Gupta Shreya, Urs Tanmay J, Aggarwal Navya, Sen Shinjini, Bondhopadhyay Banashree
Amity Institute of Biotechnology, Amity University Uttar Pradesh, Noida, India.
Anticancer Agents Med Chem. 2025 Jul 24. doi: 10.2174/0118715206392103250715115020.
The next-generation nanoparticles overcome the drawbacks of early nanoplatforms by integrating multiple functions, such as drug delivery, controlled drug release, and combination therapy, into a single system. This study examines the biomedical applications of quantum dots, carbon nanotubes, superparamagnetic iron oxide nanoparticles, and layered double hydroxides for the delivery of breast cancer drugs. They are termed as "nextgeneration" nanoparticles, as they are advanced nanocarriers that offer a comprehensive and alternative approach towards breast cancer treatment, providing enhanced specificity and efficacy compared to their predecessors. The development of these nanoplatforms has significantly enhanced drug bioavailability and reduced toxicity. A comprehensive analysis of a nanotechnology-based drug delivery system was conducted. The keywords used for this review were "Breast Cancer", "Targeted Drug Delivery", "Quantum Dots", "Carbon Nanotubes", "Layer Double Hydroxides", and "Superparamagnetic Iron Oxide Nanoparticles". The inclusion criteria consisted of studies focusing on breast cancer, targeted drug delivery, and therapeutic applications of these nanocarriers. In contrast, exclusion criteria included studies focusing on the synthesis of nanocarriers and the diagnostic applications of these nanostructures. The study underscores their mechanisms, limitations, and future development directions. Additionally, the study tracks the evolution of the nanocarriers since their early discovery. Next-generation nanocarriers (QDs, CNTs, SPIONs, and LDHs) have strong therapeutic potential owing to their precisely engineered properties, such as size, shape, morphology, and surface modifications. Their trigger-initiated drug release mechanisms enable targeted delivery with a better rate of tumor penetration, while their ability to co-deliver multiple therapeutic agents addresses drug resistance issues and provides synergistic effects.
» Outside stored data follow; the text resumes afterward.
//! Local persistence for minted coins.
//!
//! A [`StorageBackend`] is a small string key-value store. On top of it:
//!
//! - [`TokenRepository`] keeps every wallet's [`UserData`] under one fixed key
//! - [`SessionStore`] remembers the active wallet address
//!
//! Writes are last-write-wins per key. [`MemoryBackend`] serves tests and
//! throwaway sessions, [`FileBackend`] persists one JSON file per key.

use std::collections::HashMap;
use std::fs;
use std::io::Write;
use std::path::{Path, PathBuf};
use std::sync::{Arc, Mutex};

use tempfile::NamedTempFile;
use tracing::{debug, warn};

use crate::error::{StorageError, StorageResult};
use crate::models::{same_address, TokenData, UserData};

/// Key holding the list of all users and their coins.
pub const USERS_DATA_KEY: &str = "artify_users_data";

/// Key holding the active wallet address.
pub const SESSION_USER_KEY: &str = "artify_session_user";

// =============================================================================
// Backends
// =============================================================================

/// String key-value storage.
pub trait StorageBackend: Send + Sync {
    fn get(&self, key: &str) -> StorageResult<Option<String>>;
    fn set(&self, key: &str, value: &str) -> StorageResult<()>;
    fn remove(&self, key: &str) -> StorageResult<()>;
}

/// In-memory backend.
#[derive(Debug, Default)]
pub struct MemoryBackend {
    entries: Mutex<HashMap<String, String>>,
}

impl MemoryBackend {
    pub fn new() -> Self {
        Self::default()
    }

    fn lock(&self) -> StorageResult<std::sync::MutexGuard<'_, HashMap<String, String>>> {
        self.entries
            .lock()
            .map_err(|e| StorageError::Unavailable(e.to_string()))
    }
}

impl StorageBackend for MemoryBackend {
    fn get(&self, key: &str) -> StorageResult<Option<String>> {
        Ok(self.lock()?.get(key).cloned())
    }

    fn set(&self, key: &str, value: &str) -> StorageResult<()> {
        self.lock()?.insert(key.to_string(), value.to_string());
        Ok(())
    }

    fn remove(&self, key: &str) -> StorageResult<()> {
        self.lock()?.remove(key);
        Ok(())
    }
}

/// One `<key>.json` file per key inside a data directory.
#[derive(Debug, Clone)]
pub struct FileBackend {
    dir: PathBuf,
}

impl FileBackend {
    pub fn new(dir: impl AsRef<Path>) -> Self {
        Self { dir: dir.as_ref().to_path_buf() }
    }

    fn path_for(&self, key: &str) -> PathBuf {
        let file: String = key
            .chars()
            .map(|c| if c.is_alphanumeric() || c == '_' || c == '-' { c } else { '_' })
            .collect();
        self.dir.join(format!("{}.json", file))
    }
}

impl StorageBackend for FileBackend {
    fn get(&self, key: &str) -> StorageResult<Option<String>> {
        let path = self.path_for(key);
        if !path.exists() {
            return Ok(None);
        }
        Ok(Some(fs::read_to_string(path)?))
    }

    /// Written to a sibling temp file, then renamed over the target.
    fn set(&self, key: &str, value: &str) -> StorageResult<()> {
        fs::create_dir_all(&self.dir)?;
        let mut staged = NamedTempFile::new_in(&self.dir)?;
        staged.write_all(value.as_bytes())?;
        staged.as_file().sync_all()?;
        staged.persist(self.path_for(key)).map_err(|e| e.error)?;
        Ok(())
    }

    fn remove(&self, key: &str) -> StorageResult<()> {
        let path = self.path_for(key);
        if path.exists() {
            fs::remove_file(path)?;
        }
        Ok(())
    }
}

// =============================================================================
// Token Repository
// =============================================================================

/// Wallet address to minted coins.
pub struct TokenRepository<B: StorageBackend + ?Sized> {
    backend: Arc<B>,
}

impl<B: StorageBackend + ?Sized> Clone for TokenRepository<B> {
    fn clone(&self) -> Self {
        Self { backend: Arc::clone(&self.backend) }
    }
}

impl<B: StorageBackend + ?Sized> TokenRepository<B> {
    pub fn new(backend: Arc<B>) -> Self {
        Self { backend }
    }

    /// Every stored user. A corrupt payload reads as empty.
    pub fn all_users(&self) -> StorageResult<Vec<UserData>> {
        let Some(raw) = self.backend.get(USERS_DATA_KEY)? else {
            return Ok(Vec::new());
        };

        match serde_json::from_str::<Vec<UserData>>(&raw) {
            Ok(users) => Ok(users),
            Err(e) => {
                warn!(error = %e, "discarding unreadable users data");
                Ok(Vec::new())
            }
        }
    }

    /// Replace the whole user list.
    pub fn save_all_users(&self, users: &[UserData]) -> StorageResult<()> {
        let raw = serde_json::to_string(users)?;
        self.backend.set(USERS_DATA_KEY, &raw)?;
        debug!(users = users.len(), "saved users data");
        Ok(())
    }

    pub fn user(&self, wallet_address: &str) -> StorageResult<Option<UserData>> {
        Ok(self
            .all_users()?
            .into_iter()
            .find(|u| same_address(&u.wallet_address, wallet_address)))
    }

    /// Insert or replace the record for `user.wallet_address`.
    pub fn save_user(&self, mut user: UserData) -> StorageResult<()> {
        let mut users = self.all_users()?;
        user.last_updated = now();

        match users
            .iter_mut()
            .find(|u| same_address(&u.wallet_address, &user.wallet_address))
        {
            Some(existing) => {
                debug!(wallet = %user.wallet_address, "updating user");
                *existing = user;
            }
            None => {
                debug!(wallet = %user.wallet_address, "adding user");
                users.push(user);
            }
        }

        self.save_all_users(&users)
    }

    /// Record a coin for a wallet. Returns `false` if the contract address
    /// was already recorded for that wallet.
    pub fn add_user_token(&self, wallet_address: &str, token: TokenData) -> StorageResult<bool> {
        match self.user(wallet_address)? {
            Some(mut user) => {
                if user.has_token(&token.contract_address) {
                    debug!(wallet = %wallet_address, token = %token.contract_address, "token already recorded");
                    return Ok(false);
                }
                user.tokens.push(token);
                self.save_user(user)?;
            }
            None => {
                self.save_user(UserData {
                    wallet_address: wallet_address.to_string(),
                    tokens: vec![token],
                    last_updated: now(),
                })?;
            }
        }
        Ok(true)
    }

    /// Coins of every user, in insertion order.
    pub fn all_tokens(&self) -> StorageResult<Vec<TokenData>> {
        Ok(self
            .all_users()?
            .into_iter()
            .flat_map(|u| u.tokens)
            .collect())
    }

    pub fn tokens_by_creator(&self, creator_address: &str) -> StorageResult<Vec<TokenData>> {
        Ok(self
            .user(creator_address)?
            .map(|u| u.tokens)
            .unwrap_or_default())
    }

    /// Drop all users and the session.
    pub fn clear_all(&self) -> StorageResult<()> {
        self.backend.remove(USERS_DATA_KEY)?;
        self.backend.remove(SESSION_USER_KEY)
    }
}

// =============================================================================
// Session
// =============================================================================

/// Active wallet address.
pub struct SessionStore<B: StorageBackend + ?Sized> {
    backend: Arc<B>,
}

impl<B: StorageBackend + ?Sized> SessionStore<B> {
    pub fn new(backend: Arc<B>) -> Self {
        Self { backend }
    }

    pub fn set_session_user(&self, wallet_address: &str) -> StorageResult<()> {
        self.backend.set(SESSION_USER_KEY, wallet_address)
    }

    pub fn session_user(&self) -> StorageResult<Option<String>> {
        Ok(self
            .backend
            .get(SESSION_USER_KEY)?
            .filter(|s| !s.trim().is_empty()))
    }

    pub fn clear_session_user(&self) -> StorageResult<()> {
        self.backend.remove(SESSION_USER_KEY)
    }
}

fn now() -> String {
    chrono::Utc::now().to_rfc3339()
}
Comparative analyses have revealed that these advanced nanoplatforms significantly outperform early-generation carriers in terms of bioavailability, reduced toxicity, and treatment efficacy across various breast cancer types. Next-generation nanoplatforms offer unprecedented opportunities for targeted and efficient cancer treatment. Continued research and innovation are necessary to address existing challenges and to optimize their therapeutic potential for clinical applications.
下一代纳米颗粒通过将多种功能(如药物递送、药物控释和联合治疗)整合到单个系统中,克服了早期纳米平台的缺点。本研究考察了量子点、碳纳米管、超顺磁性氧化铁纳米颗粒和层状双氢氧化物在乳腺癌药物递送方面的生物医学应用。它们被称为“下一代”纳米颗粒,因为它们是先进的纳米载体,为乳腺癌治疗提供了一种全面且可供选择的方法,与前代相比具有更高的特异性和疗效。这些纳米平台的发展显著提高了药物的生物利用度并降低了毒性。对基于纳米技术的药物递送系统进行了全面分析。本综述使用的关键词为“乳腺癌”“靶向药物递送”“量子点”“碳纳米管”“层状双氢氧化物”和“超顺磁性氧化铁纳米颗粒”。纳入标准包括聚焦于乳腺癌、靶向药物递送以及这些纳米载体治疗应用的研究。相比之下,排除标准包括聚焦于纳米载体合成以及这些纳米结构诊断应用的研究。该研究强调了它们的作用机制、局限性和未来发展方向。此外,该研究追溯了纳米载体自早期发现以来的演变历程。下一代纳米载体(量子点、碳纳米管、超顺磁性氧化铁纳米颗粒和层状双氢氧化物)因其精确设计的特性(如尺寸、形状、形态和表面修饰)而具有强大的治疗潜力。它们的触发式药物释放机制能够实现靶向递送,并具有更好的肿瘤穿透率,而它们共同递送多种治疗剂的能力则解决了耐药性问题并提供协同效应。比较分析表明,这些先进的纳米平台在生物利用度、降低毒性以及针对各种乳腺癌类型的治疗效果方面显著优于早期载体。下一代纳米平台为靶向和高效的癌症治疗提供了前所未有的机遇。持续的研究和创新对于应对现有挑战以及优化其临床应用的治疗潜力而言是必要的。